True, the Cold War was not really war although there were times when it was actual war. I was thinking of it in terms of its global nature. WWII was also a rather global war but entirely of the shooting variety. I just wanted to make the point that some conflicts are of a fairly localized nature while some have a much broader context and have to be viewed somewhat differently in terms of what winning and losing mean.


----------



## Victoria32

SaritaMija said:


> Vietnam was technically never declared as a war.

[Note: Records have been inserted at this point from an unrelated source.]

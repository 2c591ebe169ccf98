//! Strict-break enforcement.
//!
//! The kernel never talks to a browser directly. It drives a
//! [`BrowserSurface`], which the native host implements by forwarding calls
//! to the extension and tests implement with [`SimulatedBrowser`].

mod kernel;
mod page;
mod retry;
mod simulated;

pub use kernel::StrictBreakKernel;
pub use page::{BreakPage, PageKind};
pub use retry::{with_retry, RetryPolicy};
pub use simulated::{BrowserCall, SimulatedBrowser};

use std::sync::Arc;

use serde::{Deserialize, Serialize};

use crate::error::BrowserError;

pub type TabId = i64;
pub type WindowId = i64;

/// A browser tab as reported by the extension.
#[derive(Debug, Clone, PartialEq, Eq, Serialize, Deserialize)]
#[serde(rename_all = "camelCase")]
pub struct Tab {
    pub id: TabId,
    pub window_id: WindowId,
    /// Missing for tabs the extension cannot see into.
    #[serde(default, skip_serializing_if = "Option::is_none")]
    pub url: Option<String>,
    #[serde(default)]
    pub active: bool,
}

/// Properties to change on an existing tab.
#[derive(Debug, Clone, Default, PartialEq, Eq, Serialize, Deserialize)]
#[serde(rename_all = "camelCase")]
pub struct TabUpdate {
    #[serde(default, skip_serializing_if = "Option::is_none")]
    pub active: Option<bool>,
    #[serde(default, skip_serializing_if = "Option::is_none")]
    pub url: Option<String>,
}

impl TabUpdate {
    pub fn activate() -> Self {
        Self {
            active: Some(true),
            url: None,
        }
    }

    pub fn navigate(url: impl Into<String>) -> Self {
        Self {
            active: None,
            url: Some(url.into()),
        }
    }
}

#[derive(Debug, Clone, Copy, PartialEq, Eq, Serialize, Deserialize)]
#[serde(rename_all = "lowercase")]
pub enum TabStatus {
    Loading,
    Complete,
}

/// What changed in a `tab updated` notification.
#[derive(Debug, Clone, Default, PartialEq, Eq, Serialize, Deserialize)]
#[serde(rename_all = "camelCase")]
pub struct TabChange {
    #[serde(default, skip_serializing_if = "Option::is_none")]
    pub url: Option<String>,
    #[serde(default, skip_serializing_if = "Option::is_none")]
    pub status: Option<TabStatus>,
}

/// Tab and window events forwarded by the extension.
#[derive(Debug, Clone, PartialEq, Eq, Serialize, Deserialize)]
#[serde(
    tag = "type",
    rename_all = "camelCase",
    rename_all_fields = "camelCase"
)]
pub enum BrowserEvent {
    TabActivated {
        tab_id: TabId,
        window_id: WindowId,
    },
    /// `window_id` is absent when focus left the browser entirely.
    WindowFocusChanged {
        #[serde(default)]
        window_id: Option<WindowId>,
    },
    TabUpdated {
        tab_id: TabId,
        change: TabChange,
        tab: Tab,
    },
    TabCreated {
        tab: Tab,
    },
    /// Same-document navigation through the History API.
    HistoryStateUpdated {
        tab_id: TabId,
        frame_id: i64,
        url: String,
    },
    TabRemoved {
        tab_id: TabId,
        #[serde(default)]
        window_id: Option<WindowId>,
    },
}

/// The tab and window operations enforcement needs.
///
/// Implementations are driven from a single-threaded host, so the returned
/// futures need not be `Send`.
#[allow(async_fn_in_trait)]
pub trait BrowserSurface {
    async fn get_tab(&self, tab_id: TabId) -> Result<Tab, BrowserError>;

    /// Tabs in one window, or in every window when `window_id` is `None`.
    async fn query_tabs(&self, window_id: Option<WindowId>) -> Result<Vec<Tab>, BrowserError>;

    async fn all_windows(&self) -> Result<Vec<WindowId>, BrowserError>;

    async fn current_window(&self) -> Result<WindowId, BrowserError>;

    async fn update_tab(&self, tab_id: TabId, update: TabUpdate) -> Result<(), BrowserError>;

    async fn create_tab(
        &self,
        window_id: WindowId,
        url: &str,
        active: bool,
    ) -> Result<Tab, BrowserError>;

    async fn remove_tabs(&self, tab_ids: &[TabId]) -> Result<(), BrowserError>;

    /// Run the break overlay content script in a tab.
    async fn inject_overlay(&self, tab_id: TabId) -> Result<(), BrowserError>;
}

impl<T: BrowserSurface + ?Sized> BrowserSurface for &T {
    async fn get_tab(&self, tab_id: TabId) -> Result<Tab, BrowserError> {
        (**self).get_tab(tab_id).await
    }
    async fn query_tabs(&self, window_id: Option<WindowId>) -> Result<Vec<Tab>, BrowserError> {
        (**self).query_tabs(window_id).await
    }
    async fn all_windows(&self) -> Result<Vec<WindowId>, BrowserError> {
        (**self).all_windows().await
    }
    async fn current_window(&self) -> Result<WindowId, BrowserError> {
        (**self).current_window().await
    }
    async fn update_tab(&self, tab_id: TabId, update: TabUpdate) -> Result<(), BrowserError> {
        (**self).update_tab(tab_id, update).await
    }
    async fn create_tab(
        &self,
        window_id: WindowId,
        url: &str,
        active: bool,
    ) -> Result<Tab, BrowserError> {
        (**self).create_tab(window_id, url, active).await
    }
    async fn remove_tabs(&self, tab_ids: &[TabId]) -> Result<(), BrowserError> {
        (**self).remove_tabs(tab_ids).await
    }
    async fn inject_overlay(&self, tab_id: TabId) -> Result<(), BrowserError> {
        (**self).inject_overlay(tab_id).await
    }
}

impl<T: BrowserSurface + ?Sized> BrowserSurface for Arc<T> {
    async fn get_tab(&self, tab_id: TabId) -> Result<Tab, BrowserError> {
        (**self).get_tab(tab_id).await
    }
    async fn query_tabs(&self, window_id: Option<WindowId>) -> Result<Vec<Tab>, BrowserError> {
        (**self).query_tabs(window_id).await
    }
    async fn all_windows(&self) -> Result<Vec<WindowId>, BrowserError> {
        (**self).all_windows().await
    }
    async fn current_window(&self) -> Result<WindowId, BrowserError> {
        (**self).current_window().await
    }
    async fn update_tab(&self, tab_id: TabId, update: TabUpdate) -> Result<(), BrowserError> {
        (**self).update_tab(tab_id, update).await
    }
    async fn create_tab(
        &self,
        window_id: WindowId,
        url: &str,
        active: bool,
    ) -> Result<Tab, BrowserError> {
        (**self).create_tab(window_id, url, active).await
    }
    async fn remove_tabs(&self, tab_ids: &[TabId]) -> Result<(), BrowserError> {
        (**self).remove_tabs(tab_ids).await
    }
    async fn inject_overlay(&self, tab_id: TabId) -> Result<(), BrowserError> {
        (**self).inject_overlay(tab_id).await
    }
}

/// Surface used when no extension is attached. Sees no windows, so every
/// enforcement operation does nothing.
#[derive(Debug, Default, Clone, Copy)]
pub struct NoBrowser;

impl BrowserSurface for NoBrowser {
    async fn get_tab(&self, tab_id: TabId) -> Result<Tab, BrowserError> {
        Err(BrowserError::NoSuchTab(tab_id))
    }
    async fn query_tabs(&self, _window_id: Option<WindowId>) -> Result<Vec<Tab>, BrowserError> {
        Ok(Vec::new())
    }
    async fn all_windows(&self) -> Result<Vec<WindowId>, BrowserError> {
        Ok(Vec::new())
    }
    async fn current_window(&self) -> Result<WindowId, BrowserError> {
        Err(BrowserError::NoSuchWindow("no browser attached".into()))
    }
    async fn update_tab(&self, _tab_id: TabId, _update: TabUpdate) -> Result<(), BrowserError> {
        Err(BrowserError::Disconnected)
    }
    async fn create_tab(
        &self,
        _window_id: WindowId,
        _url: &str,
        _active: bool,
    ) -> Result<Tab, BrowserError> {
        Err(BrowserError::Disconnected)
    }
    async fn remove_tabs(&self, _tab_ids: &[TabId]) -> Result<(), BrowserError> {
        Ok(())
    }
    async fn inject_overlay(&self, _tab_id: TabId) -> Result<(), BrowserError> {
        Err(BrowserError::Disconnected)
    }
}

#[cfg(test)]
mod tests {
    use super::*;

    #[test]
    fn browser_event_wire_shape() {
        let event: BrowserEvent = serde_json::from_str(
            r#"{"type":"tabUpdated","tabId":7,"change":{"status":"complete"},
                "tab":{"id":7,"windowId":1,"url":"https://example.com","active":true}}"#,
        )
        .unwrap();
        match event {
            BrowserEvent::TabUpdated { tab_id, change, tab } => {
                assert_eq!(tab_id, 7);
                assert_eq!(change.status, Some(TabStatus::Complete));
                assert!(tab.active);
            }
            other => panic!("unexpected event {other:?}"),
        }

        let focus: BrowserEvent =
            serde_json::from_str(r#"{"type":"windowFocusChanged"}"#).unwrap();
        assert_eq!(focus, BrowserEvent::WindowFocusChanged { window_id: None });
    }

    #[test]
    fn tab_update_omits_unset_fields() {
        let json = serde_json::to_value(TabUpdate::activate()).unwrap();
        assert_eq!(json, serde_json::json!({ "active": true }));
    }
}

And so I think you have answered your own question! It seems evident to me, from what you and badgrammar have said, that in your school systems, you are never taught about your country's own military disasters! 
Oh and by the by, America didn't win World War 2. It participated, too little and too late, - but that was all... 



TRG said:


> Most Americans would probably say that Viet Nam was a war that was lost. It's difficult to make the case that it wasn't, but there are a couple of points to consider. First, the war in Viet Nam was not lost on the battlefield, but in the hearts and minds of American citizens who decided that it was a battle not worth fighting. At least this seems to be the consensus in retrospect. Second, the Viet Nam war must be viewed in the context of what it was, which was a major battle in the the "Cold War". However misguided and dishonest the thinking may have been, at that time the U.S. was guided by the principle of thwarting the advance of global communism. People actually believed in the Domino Theory. So while you can say without much argument that the war in Viet Nam was lost, the ultimate objective of winning the Cold War succeeded. (Least some be tempted to debate this point, I will say that if you are in a war and your opponent commits suicide, then you can still say you won .)

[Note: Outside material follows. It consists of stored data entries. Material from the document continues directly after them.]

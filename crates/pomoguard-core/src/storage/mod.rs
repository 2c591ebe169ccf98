//! Persistent state store.
//!
//! All core components talk to storage through [`StateStore`], a small
//! key-value interface with change notification. Values are JSON strings so
//! the extension side can read the same records.

mod config;
pub mod database;
mod memory;
pub mod records;

pub use config::{
    update_pomodoro_field, AppConfig, EnforcementConfig, ExtensionConfig, LoggingConfig,
    NotificationsConfig,
};
pub use database::Database;
pub use memory::MemoryStore;

use std::path::PathBuf;
use std::sync::Arc;

use serde::de::DeserializeOwned;
use serde::Serialize;
use tokio::sync::broadcast;

use crate::error::StoreError;

/// Capacity of the change feed. Slow watchers see `Lagged` and re-read.
pub(crate) const WATCH_CAPACITY: usize = 64;

/// A key was written or removed.
#[derive(Debug, Clone, PartialEq, Eq)]
pub struct StoreChange {
    pub key: String,
}

/// Durable key-value store shared by every component.
///
/// No component holds data across an await: read, mutate a local copy,
/// write back. Last write wins.
pub trait StateStore {
    fn get_raw(&self, key: &str) -> Result<Option<String>, StoreError>;

    fn set_raw(&self, key: &str, value: &str) -> Result<(), StoreError>;

    fn remove(&self, key: &str) -> Result<(), StoreError>;

    /// Subscribe to changes made through this handle.
    fn watch(&self) -> broadcast::Receiver<StoreChange>;
}

impl<T: StateStore + ?Sized> StateStore for &T {
    fn get_raw(&self, key: &str) -> Result<Option<String>, StoreError> {
        (**self).get_raw(key)
    }
    fn set_raw(&self, key: &str, value: &str) -> Result<(), StoreError> {
        (**self).set_raw(key, value)
    }
    fn remove(&self, key: &str) -> Result<(), StoreError> {
        (**self).remove(key)
    }
    fn watch(&self) -> broadcast::Receiver<StoreChange> {
        (**self).watch()
    }
}

impl<T: StateStore + ?Sized> StateStore for Arc<T> {
    fn get_raw(&self, key: &str) -> Result<Option<String>, StoreError> {
        (**self).get_raw(key)
    }
    fn set_raw(&self, key: &str, value: &str) -> Result<(), StoreError> {
        (**self).set_raw(key, value)
    }
    fn remove(&self, key: &str) -> Result<(), StoreError> {
        (**self).remove(key)
    }
    fn watch(&self) -> broadcast::Receiver<StoreChange> {
        (**self).watch()
    }
}

/// Typed JSON access on top of [`StateStore`].
pub trait StateStoreExt: StateStore {
    fn get_json<T: DeserializeOwned>(&self, key: &str) -> Result<Option<T>, StoreError> {
        match self.get_raw(key)? {
            Some(raw) => serde_json::from_str(&raw)
                .map(Some)
                .map_err(|source| StoreError::Malformed {
                    key: key.to_string(),
                    source,
                }),
            None => Ok(None),
        }
    }

    fn set_json<T: Serialize + ?Sized>(&self, key: &str, value: &T) -> Result<(), StoreError> {
        let raw = serde_json::to_string(value).map_err(|source| StoreError::Malformed {
            key: key.to_string(),
            source,
        })?;
        self.set_raw(key, &raw)
    }
}

impl<S: StateStore + ?Sized> StateStoreExt for S {}

/// Returns `~/.config/pomoguard[-dev]/` based on POMOGUARD_ENV.
///
/// Set POMOGUARD_ENV=dev to use development data directory.
/// POMOGUARD_HOME overrides the location entirely.
///
/// # Errors
/// Returns an error if creating the data directory fails.
pub fn data_dir() -> Result<PathBuf, std::io::Error> {
    let dir = match std::env::var_os("POMOGUARD_HOME") {
        Some(home) => PathBuf::from(home),
        None => {
            let base_dir = dirs::home_dir()
                .unwrap_or_else(|| PathBuf::from("."))
                .join(".config");
            let env = std::env::var("POMOGUARD_ENV").unwrap_or_else(|_| "production".to_string());
            if env == "dev" {
                base_dir.join("pomoguard-dev")
            } else {
                base_dir.join("pomoguard")
            }
        }
    };

    std::fs::create_dir_all(&dir)?;
    Ok(dir)
}
use clap::Subcommand;
use pomoguard_core::storage::update_pomodoro_field;
use pomoguard_core::{AppConfig, Database, Event, NoBrowser, Phase, SessionController};

use super::{current_thread_runtime, kernel, system_clock, GlobalOpts};

#[derive(Subcommand)]
pub enum TimerAction {
    /// Start a phase
    Start {
        /// focus, short or long
        #[arg(long, default_value = "focus")]
        phase: Phase,
    },
    /// Pause the running phase
    Pause,
    /// Resume a paused phase
    Resume,
    /// Stop and return to idle
    Stop,
    /// End the current phase now and move to the next one
    Skip,
    /// Print current timer view as JSON
    Status,
    /// Complete any phase whose end time has passed
    Tick,
    /// Change one timer setting, e.g. `focusMin 50`
    Configure {
        /// camelCase setting name
        key: String,
        /// New value
        value: String,
    },
}

fn print_event(event: Option<Event>) -> Result<(), Box<dyn std::error::Error>> {
    match event {
        Some(event) => println!("{}", serde_json::to_string_pretty(&event)?),
        None => eprintln!("nothing to do"),
    }
    Ok(())
}

pub fn run(action: TimerAction, opts: &GlobalOpts) -> Result<(), Box<dyn std::error::Error>> {
    let config = AppConfig::load()?;
    let db = Database::open()?;
    let ctl = SessionController::new(&db, &db, kernel(&config, NoBrowser), system_clock())
        .with_notifier(opts.notifier(&config));
    ctl.init(&config.defaults)?;

    let rt = current_thread_runtime()?;
    rt.block_on(async {
        // The CLI has no background alarm clock; catch up on entry.
        let overdue = ctl.fire_due_alarms().await?;
        for event in &overdue {
            tracing::info!(?event, "completed overdue phase");
        }

        match action {
            TimerAction::Start { phase } => print_event(ctl.start_phase(phase).await?)?,
            TimerAction::Pause => print_event(ctl.pause_timer()?)?,
            TimerAction::Resume => print_event(ctl.resume_timer()?)?,
            TimerAction::Stop => print_event(ctl.stop_all().await?)?,
            TimerAction::Skip => print_event(ctl.skip_phase().await?)?,
            TimerAction::Status => {
                println!("{}", serde_json::to_string_pretty(&ctl.view()?)?);
            }
            TimerAction::Tick => {
                println!("{}", serde_json::to_string_pretty(&overdue)?);
            }
            TimerAction::Configure { key, value } => {
                let current = ctl.state()?.config;
                let updated = update_pomodoro_field(&current, &key, &value)?;
                print_event(ctl.apply_config(updated).await?)?;
            }
        }
        Ok::<(), Box<dyn std::error::Error>>(())
    })
}
use serde::{Deserialize, Serialize};

use crate::timer::{Phase, PomodoroState};

/// What a UI shows on each redraw. Derived from the persisted state; never
/// written back.
#[derive(Debug, Clone, PartialEq, Serialize, Deserialize)]
#[serde(rename_all = "camelCase")]
pub struct TimerView {
    pub phase: Phase,
    pub label: String,
    pub running: bool,
    pub paused: bool,
    pub remaining_ms: i64,
    pub total_ms: i64,
    /// Elapsed fraction of the phase, 0.0 to 1.0.
    pub progress: f64,
    /// `MM:SS`, seconds rounded up.
    pub display: String,
    pub cycle_count: u32,
    #[serde(default, skip_serializing_if = "Option::is_none")]
    pub ends_at: Option<i64>,
}

impl TimerView {
    pub fn from_state(state: &PomodoroState, now: i64) -> Self {
        let remaining_ms = remaining_ms(state, now);
        let total_ms = state.config.duration_ms(state.phase);
        let progress = if total_ms > 0 {
            (1.0 - remaining_ms as f64 / total_ms as f64).clamp(0.0, 1.0)
        } else {
            0.0
        };
        Self {
            phase: state.phase,
            label: state.phase.label().to_string(),
            running: state.running,
            paused: state.paused,
            remaining_ms,
            total_ms,
            progress,
            display: format_mm_ss(remaining_ms),
            cycle_count: state.cycle_count,
            ends_at: state.ends_at,
        }
    }
}

/// Time left in the current phase. Frozen at `endsAt - pausedAt` while paused.
pub fn remaining_ms(state: &PomodoroState, now: i64) -> i64 {
    if !state.is_active() {
        return 0;
    }
    let Some(ends_at) = state.ends_at else {
        return 0;
    };
    let reference = match (state.paused, state.paused_at) {
        (true, Some(paused_at)) => paused_at,
        _ => now,
    };
    (ends_at - reference).max(0)
}

pub fn format_mm_ss(ms: i64) -> String {
    let secs = (ms.max(0) + 999) / 1000;
    format!("{:02}:{:02}", secs / 60, secs % 60)
}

Oh TRG, I can't believe that you people actually felt entitled to invade a country, overthrow its government, split it in half and declare its own citizens "foreign insurgents" that you claim you are liberating the country from. Hey wait - you have a habit of doing just that! (Iraq anyone)? 

Vicky


----------



## Sorcha

Etcetera said:


> It's absolutely the same down here!
> Decades ago, pupils were taught many interesting things about Russian history. Almost no truth at all.* I wonder what will my sister's children be taught at school!
> 
> * Yes, that was a quote. If you recognised it, feel free to ask for your prize!


 

I dont but im intrigued....tell me more!


----------



## invictaspirit

> Oh and by the by, America didn't win World War 2. It participated, too little and too late, - but that was all...


 
Sigh....

If you remove any one of the following factors, the Nazis would have won the Second World War:

1. Hitler's decision to invade the USSR, thus bringing the USSR into the war on the Allies' side
2. The United Kingdom's resistance to a German invasion, and the resulting British air superiority over north-western Europe and the maintenance of a free, anti-Nazi territory from which to launch bombing raids and eventual land invasion
3. The entry of the United States to the war, facilitating the land invasion mentioned in 2.

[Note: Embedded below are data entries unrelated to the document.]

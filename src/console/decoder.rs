//! Escape-sequence decoder
//!
//! Turns the raw receive stream into editing events, one event per byte.
//! Only the three-byte `ESC [ X` arrow sequences are recognised; anything
//! else starting with ESC is swallowed, not replayed.
//!
//! ```text
//!            27                91              65..=68
//!  Idle ───────────▶ SawEsc ─────────▶ SawBracket ─────────▶ Idle (Arrow*)
//!   ▲                  │ other              │ other
//!   └──────────────────┴────────────────────┘ (Ignored)
//! ```

/// ESC
pub const ESC: u8 = 27;
/// `[` following ESC
pub const CSI_BRACKET: u8 = b'[';
/// Carriage return (Enter)
pub const CR: u8 = b'\r';
/// Line feed (ignored, terminals send it after CR)
pub const LF: u8 = b'\n';
/// Form feed (Ctrl-L)
pub const FORM_FEED: u8 = 12;
/// DEL (what most terminals send for Backspace)
pub const DEL: u8 = 127;

/// Final bytes of the arrow sequences
pub const ARROW_UP: u8 = b'A';
pub const ARROW_DOWN: u8 = b'B';
pub const ARROW_RIGHT: u8 = b'C';
pub const ARROW_LEFT: u8 = b'D';

/// Position inside an escape sequence
#[derive(Debug, Clone, Copy, PartialEq, Eq)]
pub enum EscapeStage {
    Idle,
    /// Got ESC
    SawEsc,
    /// Got ESC [
    SawBracket,
}

/// Logical input event
#[derive(Debug, Clone, Copy, PartialEq, Eq)]
pub enum DecodedEvent {
    /// Any byte without special meaning, including other control codes
    Printable(u8),
    Enter,
    Backspace,
    ClearScreen,
    ArrowLeft,
    ArrowRight,
    ArrowUp,
    ArrowDown,
    /// Sequence prefix, LF, or a dropped malformed sequence
    Ignored,
}

/// Escape-sequence state machine
#[derive(Debug)]
pub struct Decoder {
    stage: EscapeStage,
}

impl Decoder {
    /// Create decoder in the idle stage
    pub const fn new() -> Self {
        Self { stage: EscapeStage::Idle }
    }

    /// Current escape stage
    pub fn stage(&self) -> EscapeStage {
        self.stage
    }

    /// Drop any partial sequence
    pub fn reset(&mut self) {
        self.stage = EscapeStage::Idle;
    }

    /// Classify one byte
    ///
    /// Never blocks. A complete arrow sequence yields
    /// `Ignored, Ignored, Arrow*`.
    pub fn decode(&mut self, byte: u8) -> DecodedEvent {
        match self.stage {
            EscapeStage::Idle => match byte {
                ESC => {
                    self.stage = EscapeStage::SawEsc;
                    DecodedEvent::Ignored
                }
                CR => DecodedEvent::Enter,
                FORM_FEED => DecodedEvent::ClearScreen,
                LF => DecodedEvent::Ignored,
                DEL => DecodedEvent::Backspace,
                _ => DecodedEvent::Printable(byte),
            },
            EscapeStage::SawEsc => {
                self.stage = if byte == CSI_BRACKET {
                    EscapeStage::SawBracket
                } else {
                    EscapeStage::Idle
                };
                DecodedEvent::Ignored
            }
            EscapeStage::SawBracket => {
                self.stage = EscapeStage::Idle;
                match byte {
                    ARROW_LEFT => DecodedEvent::ArrowLeft,
                    ARROW_RIGHT => DecodedEvent::ArrowRight,
                    ARROW_DOWN => DecodedEvent::ArrowDown,
                    ARROW_UP => DecodedEvent::ArrowUp,
                    _ => DecodedEvent::Ignored,
                }
            }
        }
    }
}

impl Default for Decoder {
    fn default() -> Self {
        Self::new()
    }
}
//! Transport fault state for RustUartShell.
//!
//! Editing mistakes are not faults: the line editor absorbs them. A fault
//! here means bytes were lost between the wire and the editor (or back),
//! so the remote terminal and the internal line may no longer agree.
//! The main loop reports it and redraws.

use core::sync::atomic::{AtomicBool, AtomicU32, AtomicU8, Ordering};

/// Fault codes indicating what went wrong on the serial link.
#[derive(Clone, Copy, Debug, PartialEq, Eq)]
#[repr(u8)]
pub enum FaultCode {
    /// No fault (normal operation).
    None = 0,

    /// RX queue full: main loop fell behind, received bytes were dropped.
    RxOverrun = 1,

    /// TX queue full: echo or command output was dropped.
    TxOverrun = 2,

    /// UART driver returned an error.
    UartError = 3,
}

impl FaultCode {
    /// Convert from raw u8 value.
    pub fn from_u8(value: u8) -> Self {
        match value {
            1 => FaultCode::RxOverrun,
            2 => FaultCode::TxOverrun,
            3 => FaultCode::UartError,
            _ => FaultCode::None,
        }
    }

    /// Short name for log output.
    pub fn as_str(self) -> &'static str {
        match self {
            FaultCode::None => "none",
            FaultCode::RxOverrun => "rx-overrun",
            FaultCode::TxOverrun => "tx-overrun",
            FaultCode::UartError => "uart-error",
        }
    }
}

/// Thread-safe fault state.
///
/// Set from interrupt context or the UART writer, checked by the main loop.
///
/// # Usage
///
/// ```ignore
/// static FAULT: FaultState = FaultState::new();
///
/// // In RX interrupt:
/// if !RX_QUEUE.push(byte) {
///     FAULT.set(FaultCode::RxOverrun, RX_QUEUE.dropped());
/// }
///
/// // In main loop:
/// if FAULT.is_active() {
///     report(FAULT.snapshot());
///     FAULT.clear();
/// }
/// ```
pub struct FaultState {
    /// True if fault is active.
    active: AtomicBool,

    /// Fault code (reason for fault).
    code: AtomicU8,

    /// Additional data (e.g., dropped byte count, driver error code).
    data: AtomicU32,

    /// Total fault count since boot (never cleared).
    count: AtomicU32,
}

impl FaultState {
    /// Create new fault state (no fault).
    pub const fn new() -> Self {
        Self {
            active: AtomicBool::new(false),
            code: AtomicU8::new(0),
            data: AtomicU32::new(0),
            count: AtomicU32::new(0),
        }
    }

    /// Set fault state.
    ///
    /// Atomically marks the fault active with the given code and data.
    /// Increments the fault counter.
    #[inline]
    pub fn set(&self, code: FaultCode, data: u32) {
        self.code.store(code as u8, Ordering::Release);
        self.data.store(data, Ordering::Release);
        self.count.fetch_add(1, Ordering::Relaxed);
        self.active.store(true, Ordering::Release);
    }

    /// Check if fault is currently active.
    #[inline]
    pub fn is_active(&self) -> bool {
        self.active.load(Ordering::Acquire)
    }

    /// Get fault code (only meaningful if `is_active()` is true).
    #[inline]
    pub fn code(&self) -> FaultCode {
        FaultCode::from_u8(self.code.load(Ordering::Acquire))
    }

    /// Get fault data (meaning depends on fault code).
    #[inline]
    pub fn data(&self) -> u32 {
        self.data.load(Ordering::Acquire)
    }

    /// Get total fault count since boot.
    #[inline]
    pub fn count(&self) -> u32 {
        self.count.load(Ordering::Relaxed)
    }

    /// Clear fault state (after reporting).
    ///
    /// Clears the active flag only; the counter is kept for diagnostics.
    #[inline]
    pub fn clear(&self) {
        self.active.store(false, Ordering::Release);
    }

    /// Get a snapshot of the current fault state.
    #[inline]
    pub fn snapshot(&self) -> FaultSnapshot {
        FaultSnapshot {
            active: self.is_active(),
            code: self.code(),
            data: self.data(),
            count: self.count(),
        }
    }
}

impl Default for FaultState {
    fn default() -> Self {
        Self::new()
    }
}

/// Snapshot of fault state at a point in time.
#[derive(Clone, Copy, Debug)]
pub struct FaultSnapshot {
    pub active: bool,
    pub code: FaultCode,
    pub data: u32,
    pub count: u32,
}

You will recall (I would hope) both Britain's and Germany's inablity to move enough men and equipment across the Channel to attack the other. This kept Britain safe from invasion and kept Germany safe from a British invasion of France. The eventual invasion and liberation of France was only possible with the vast additional resources the United States was able to bring to Europe.

Had the United States not entered the war, the UK-US invasion of France and Italy could not have happened. There would have been no Western front for the Germans. The Nazis would have therefore beaten the USSR, or had they not, been beaten by a USSR that would have more than likely 'liberated' the whole of Western Europe as well as the lands they did 'liberate'.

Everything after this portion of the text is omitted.